"O nomadismo é a prática dos povos nômades, ou seja, que não têm uma habitação fixa, que vivem permanentemente mudando de lugar. Usualmente são os povos do tipo caçadores-coletores, mundando-se a fim de buscar de novas pastagens para o gado quando se esgota aquela em que estavam. Os nômades frequentemente ignoram fronteiras nacionais na sua busca por melhores condições de vida."
Esta é a definição de um nômade que se pode ler na wikipedia.
Eu não sei se tenho um espírito nômade ou não mas neste último ano fui a Inglaterra 3 vezes (na última das quais fiquei a viver lá 6 meses), 1 vez ao Brasil, passei de carro em Espanha, França e Inglaterra fazendo mais de 35000 kilómetros por esse mundo fora. Tudo na busca de um lugar que me acolha e no qual eu me sinta acolhido.
Não é uma procura de enriquecimento nem de vida fácil. Quem me conhece sabe que nunca procurei ganhar a vida no ócio.
É sim uma procura de felicidade e estabilidade que me proporcione a possibilidade de ter uma família, um lar... ser feliz!
Depois de muito sofrer com indecisões, dúvidas, silêncio e alguns desacordos chego à conclusão que a vida é muito complicada. Arrastamos para o abismo quem nos rodeia e quem nos ama.

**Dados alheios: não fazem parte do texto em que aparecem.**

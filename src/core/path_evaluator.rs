// src/core/path_evaluator.rs

use crate::{core::host_path::HostPath, models::AliasRecord};

/// Expands a symbolic `%token` tail in place against the record's path-alias
/// map, preserving any literal segments that followed the token.
///
/// This never fails. A host path without a symbolic tail is left untouched
/// (calling twice is a no-op), and an unknown token is also left in place:
/// answering it would take a round-trip to the target site, which is a
/// collaborator this component does not have. A caller that needs the
/// concrete path must check `HostPath::path_alias()` afterwards and fail
/// itself.
pub fn evaluate(host_path: &mut HostPath, record: &AliasRecord) {
    let Some(token) = host_path.path_alias() else {
        return;
    };

    match record.paths.get(token) {
        Some(concrete) => {
            let concrete = concrete.clone();
            host_path.substitute_path_alias(&concrete);
        }
        None => {
            log::debug!(
                "Path alias '%{}' is not defined on '{}'; leaving it unresolved.",
                token,
                record.name
            );
        }
    }
}

// MARK: --- UNIT TESTS ---

#[cfg(test)]
mod tests {
    use super::*;
    use crate::core::{alias_loader::AliasRegistry, alias_resolver};
    use crate::models::{AliasDefinition, AliasRecord};
    use std::collections::HashMap;
    use std::fs;
    use std::path::PathBuf;

    fn record_with_paths(paths: &[(&str, &str)]) -> AliasRecord {
        AliasRecord::from_definition(
            "prod.live".to_string(),
            AliasDefinition {
                root: Some("/srv/www/live".to_string()),
                path_aliases: paths
                    .iter()
                    .map(|(k, v)| (k.to_string(), v.to_string()))
                    .collect::<HashMap<_, _>>(),
                ..Default::default()
            },
        )
    }

    #[test]
    fn test_evaluate_substitutes_token_and_suffix() {
        let record = record_with_paths(&[("files", "sites/default/files")]);
        let mut hp = HostPath::parse("@live:%files/foo.txt");

        evaluate(&mut hp, &record);

        assert_eq!(hp.path_alias(), None);
        assert_eq!(hp.literal_path(), Some("sites/default/files/foo.txt"));
    }

    #[test]
    fn test_evaluate_is_idempotent() {
        let record = record_with_paths(&[("files", "sites/default/files")]);
        let mut hp = HostPath::parse("@live:%files");

        evaluate(&mut hp, &record);
        let after_first = hp.clone();
        evaluate(&mut hp, &record);

        assert_eq!(hp, after_first);
    }

    #[test]
    fn test_evaluate_without_token_is_noop() {
        let record = record_with_paths(&[]);
        let mut hp = HostPath::parse("@live:sites/default");
        let before = hp.clone();

        evaluate(&mut hp, &record);

        assert_eq!(hp, before);
    }

    #[test]
    fn test_evaluate_unknown_token_left_for_caller() {
        let record = record_with_paths(&[]);
        let mut hp = HostPath::parse("@live:%dump-dir");

        evaluate(&mut hp, &record);

        // Still unresolved; the caller decides whether that is fatal.
        assert_eq!(hp.path_alias(), Some("dump-dir"));
    }

    #[test]
    fn test_resolve_then_evaluate_end_to_end() {
        let dir = tempfile::tempdir().expect("tempdir");
        fs::write(
            dir.path().join("prod.aliases.yml"),
            "live:\n  root: /srv/www/live\n  path-aliases:\n    files: sites/default/files\n",
        )
        .expect("write alias file");
        let registry =
            AliasRegistry::load(None, &[dir.path().to_path_buf()]).expect("load registry");

        let mut target = alias_resolver::resolve_target(
            "@live:%files/foo.txt",
            &registry,
            &AliasDefinition::default(),
        )
        .expect("resolve");

        evaluate(&mut target.host_path, &target.record);

        assert_eq!(
            target.host_path.full_path(&target.record),
            Some(PathBuf::from("/srv/www/live/sites/default/files/foo.txt"))
        );
    }
}
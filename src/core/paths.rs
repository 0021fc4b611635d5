// src/core/paths.rs

use crate::{
    constants::{ALIAS_DIR_NAME, ALIAS_PATH_ENV_VAR, SETTINGS_FILENAME},
    models::SettingsConfig,
};
use lazy_static::lazy_static;
use std::env;
use std::fs;
use std::path::PathBuf;
use std::sync::Mutex;
use thiserror::Error;

lazy_static! {
    static ref SITERUN_CONFIG_DIR: Mutex<Option<PathBuf>> = Mutex::new(None);
}

#[derive(Error, Debug)]
pub enum PathError {
    #[error("Could not find system config directory.")]
    ConfigDirNotFound,
    #[error("Could not create config directory at '{path}': {source}")]
    ConfigDirCreation {
        path: String,
        #[source]
        source: std::io::Error,
    },
    #[error("Failed to read settings file '{path}': {source}")]
    SettingsRead {
        path: String,
        #[source]
        source: std::io::Error,
    },
    #[error("Failed to parse settings file '{path}': {source}")]
    SettingsParse {
        path: String,
        #[source]
        source: toml::de::Error,
    },
}

/// Returns the path to the siterun configuration directory (`~/.config/siterun`).
/// Creates it if it doesn't exist.
///
/// This function is memoized: the first call computes and caches the path,
/// subsequent calls return the cached value instantly.
pub fn get_config_dir() -> Result<PathBuf, PathError> {
    let mut cached_path_guard = SITERUN_CONFIG_DIR
        .lock()
        .unwrap_or_else(|poisoned| poisoned.into_inner());

    if let Some(path) = &*cached_path_guard {
        return Ok(path.clone());
    }

    let config_path = dirs::config_dir()
        .ok_or(PathError::ConfigDirNotFound)?
        .join("siterun");

    if !config_path.exists() {
        fs::create_dir_all(&config_path).map_err(|e| PathError::ConfigDirCreation {
            path: config_path.display().to_string(),
            source: e,
        })?;
    }

    *cached_path_guard = Some(config_path.clone());

    Ok(config_path)
}

/// Loads `settings.toml` from the config directory. A missing file is not an
/// error; it simply yields the defaults.
pub fn load_settings() -> Result<SettingsConfig, PathError> {
    let settings_path = get_config_dir()?.join(SETTINGS_FILENAME);
    if !settings_path.exists() {
        return Ok(SettingsConfig::default());
    }

    let content = fs::read_to_string(&settings_path).map_err(|e| PathError::SettingsRead {
        path: settings_path.display().to_string(),
        source: e,
    })?;
    toml::from_str(&content).map_err(|e| PathError::SettingsParse {
        path: settings_path.display().to_string(),
        source: e,
    })
}

/// Assembles the ordered list of directories scanned for alias files:
/// the config dir's `aliases/` subdirectory first, then directories from
/// `settings.toml`, then entries from the alias-path environment variable.
/// `~` and environment variables in configured entries are expanded.
/// Directories that do not exist are kept out of the list.
pub fn alias_directories(settings: &SettingsConfig) -> Result<Vec<PathBuf>, PathError> {
    let mut dirs_out = Vec::new();

    let builtin = get_config_dir()?.join(ALIAS_DIR_NAME);
    if builtin.is_dir() {
        dirs_out.push(builtin);
    }

    for raw in &settings.alias_dirs {
        match shellexpand::full(raw) {
            Ok(expanded) => {
                let path = PathBuf::from(expanded.into_owned());
                if path.is_dir() {
                    dirs_out.push(path);
                } else {
                    log::debug!("Configured alias directory '{}' does not exist.", raw);
                }
            }
            Err(e) => {
                log::warn!("Could not expand alias directory '{}': {}", raw, e);
            }
        }
    }

    if let Ok(env_paths) = env::var(ALIAS_PATH_ENV_VAR) {
        for path in env::split_paths(&env_paths) {
            if path.is_dir() {
                dirs_out.push(path);
            }
        }
    }

    Ok(dirs_out)
}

Quando duas culturas diferentes se apaixonam uma das duas vai sempre sofrer mais que a outra pois o meio termo deixa de ser possível. Deixa de haver um local a que ambos possam chamar terra. O segredo está em abdicar de paradigmas de modo a conciliar os desejos mútuos. Mas quem deve abdicar? A lógica diz que o mais forte (entenda-se mais adaptável)... Mas quem é o mais forte? Quem decide isso?
Como podemos dar-nos a conhecer se nem nos conhecemos a nós próprios?
Podia ficar aqui a divagar por horas e vocês teriam morrido de tédio ao fim de apenas 2 delas.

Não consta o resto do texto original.